(Saved data entries)
....

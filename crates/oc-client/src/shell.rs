//! Interactive chat shell
//!
//! A blocking read-eval-print loop: free text goes through the conversation
//! orchestrator, `tools` dumps the server catalog, `quit` exits. Ctrl+C is
//! a no-op with a hint; errors inside the loop body are logged and printed
//! without ending the loop.

use nu_ansi_term::{Color, Style};
use reedline::{Prompt, Reedline, Signal};
use tracing::error;

use oc_core::ClaudeClient;
use oc_mcp::McpSession;

use crate::orchestrator::process_query;

/// Prompt with colored styling
struct ColoredPrompt {
    style: Style,
}

impl ColoredPrompt {
    fn new() -> Self {
        Self {
            style: Color::Cyan.bold(),
        }
    }
}

impl Prompt for ColoredPrompt {
    fn render_prompt_left(&self) -> std::borrow::Cow<'_, str> {
        std::borrow::Cow::Owned(self.style.paint("> ").to_string())
    }

    fn render_prompt_right(&self) -> std::borrow::Cow<'_, str> {
        std::borrow::Cow::Borrowed("")
    }

    fn render_prompt_indicator(
        &self,
        _prompt_mode: reedline::PromptEditMode,
    ) -> std::borrow::Cow<'_, str> {
        std::borrow::Cow::Borrowed("")
    }

    fn render_prompt_multiline_indicator(&self) -> std::borrow::Cow<'_, str> {
        std::borrow::Cow::Borrowed("")
    }

    fn render_prompt_history_search_indicator(
        &self,
        _history_search: reedline::PromptHistorySearch,
    ) -> std::borrow::Cow<'_, str> {
        std::borrow::Cow::Borrowed("")
    }
}

/// Run the interactive loop until `quit` or end of input
pub async fn run_shell(client: &ClaudeClient, session: &McpSession) -> anyhow::Result<()> {
    print_banner();

    let mut line_editor = Reedline::create();
    let prompt = ColoredPrompt::new();

    loop {
        match line_editor.read_line(&prompt) {
            Ok(Signal::Success(line)) => {
                let query = line.trim();

                if query.is_empty() {
                    continue;
                }

                if query.eq_ignore_ascii_case("quit") {
                    println!("Goodbye!");
                    break;
                }

                if query.eq_ignore_ascii_case("tools") {
                    if let Err(e) = print_tool_catalog(session).await {
                        error!("Failed to list tools: {}", e);
                        eprintln!("Error: {}", e);
                    }
                    continue;
                }

                println!("\nProcessing...");
                match process_query(client, session, query).await {
                    Ok(answer) => println!("\n{}", answer),
                    Err(e) => {
                        error!("Error processing query: {}", e);
                        eprintln!("\nError: {}", e);
                    }
                }
            }
            Ok(Signal::CtrlC) => {
                println!("\nUse 'quit' to exit");
            }
            Ok(Signal::CtrlD) => {
                println!("\nGoodbye!");
                break;
            }
            Err(e) => {
                error!("Input error: {}", e);
                eprintln!("Error: {}", e);
                break;
            }
        }
    }

    Ok(())
}

/// Dump the catalog without involving the model
async fn print_tool_catalog(session: &McpSession) -> oc_core::Result<()> {
    let tools = session.list_tools().await?;
    println!("{}", format_tool_catalog(&tools));
    Ok(())
}

/// Render the catalog dump for the `tools` command
fn format_tool_catalog(tools: &[oc_mcp::McpTool]) -> String {
    let mut out = String::from("\nAvailable tools:");
    for tool in tools {
        out.push_str(&format!("\n  - {}", tool.name));
        out.push_str(&format!("\n    {}", tool.description));
        if !tool.input_schema.is_null() {
            out.push_str(&format!("\n    Parameters: {}", tool.input_schema));
        }
    }
    out
}

fn print_banner() {
    println!();
    println!("{}", "=".repeat(50));
    println!("oc-client - Variant Annotation Chat");
    println!("{}", "=".repeat(50));
    println!("Type your queries or 'quit' to exit");
    println!("Type 'tools' to list available tools");
    println!("{}", "-".repeat(50));
}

....

■ YOUR TASK
In the records above, locate the lines holding the word "eprintln". Copy each of them.

■ RESPONSE AREA
                        eprintln!("Error: {}", e);
                        eprintln!("\nError: {}", e);
                eprintln!("Error: {}", e);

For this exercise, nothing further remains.